:: Work task ::
The response has to be every entry, printed word for word.

:: Extracted information ::

---------------

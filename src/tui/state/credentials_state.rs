//! Username/password editor state.

use super::TextBuffer;

pub(crate) const MASK_GLYPH: char = '*';

/// Which part of the credentials form has focus.
#[derive(Debug, Clone, Copy, PartialEq, Eq)]
pub(crate) enum CredentialsField {
    Username,
    Password,
    /// Both buffers done; waiting for Enter (save) or Left/Right (discard).
    Confirm,
}

#[derive(Debug, Clone)]
pub(crate) struct CredentialsEditor {
    pub(crate) username: TextBuffer,
    pub(crate) password: TextBuffer,
    pub(crate) field: CredentialsField,
}

impl CredentialsEditor {
    pub(crate) fn new(current_username: Option<String>) -> Self {
        Self {
            username: current_username.as_deref().map(TextBuffer::with_text).unwrap_or_default(),
            password: TextBuffer::new(),
            field: CredentialsField::Username,
        }
    }

    pub(crate) fn focused_buffer_mut(&mut self) -> Option<&mut TextBuffer> {
        match self.field {
            CredentialsField::Username => Some(&mut self.username),
            CredentialsField::Password => Some(&mut self.password),
            CredentialsField::Confirm => None,
        }
    }

    /// Finish the current buffer and move to the next step.
    pub(crate) fn advance_field(&mut self) {
        self.field = match self.field {
            CredentialsField::Username => CredentialsField::Password,
            CredentialsField::Password | CredentialsField::Confirm => CredentialsField::Confirm,
        };
    }

    /// One mask glyph per password character.
    pub(crate) fn masked_password(&self) -> String {
        std::iter::repeat_n(MASK_GLYPH, self.password.char_count()).collect()
    }
}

---------------

:: Solution for this exercise ::
filename src/tui/state/credentials_state.rs
//! Username/password editor state.

use super::TextBuffer;

pub(crate) const MASK_GLYPH: char = '*';

/// Which part of the credentials form has focus.
#[derive(Debug, Clone, Copy, PartialEq, Eq)]
pub(crate) enum CredentialsField {
    Username,
    Password,
    /// Both buffers done; waiting for Enter (save) or Left/Right (discard).
    Confirm,
}

#[derive(Debug, Clone)]
pub(crate) struct CredentialsEditor {
    pub(crate) username: TextBuffer,
    pub(crate) password: TextBuffer,
    pub(crate) field: CredentialsField,
}

impl CredentialsEditor {
    pub(crate) fn new(current_username: Option<String>) -> Self {
        Self {
            username: current_username.as_deref().map(TextBuffer::with_text).unwrap_or_default(),
            password: TextBuffer::new(),
            field: CredentialsField::Username,
        }
    }

    pub(crate) fn focused_buffer_mut(&mut self) -> Option<&mut TextBuffer> {
        match self.field {
            CredentialsField::Username => Some(&mut self.username),
            CredentialsField::Password => Some(&mut self.password),
            CredentialsField::Confirm => None,
        }
    }

    /// Finish the current buffer and move to the next step.
    pub(crate) fn advance_field(&mut self) {
        self.field = match self.field {
            CredentialsField::Username => CredentialsField::Password,
            CredentialsField::Password | CredentialsField::Confirm => CredentialsField::Confirm,
        };
    }

    /// One mask glyph per password character.
    pub(crate) fn masked_password(&self) -> String {
        std::iter::repeat_n(MASK_GLYPH, self.password.char_count()).collect()
    }
}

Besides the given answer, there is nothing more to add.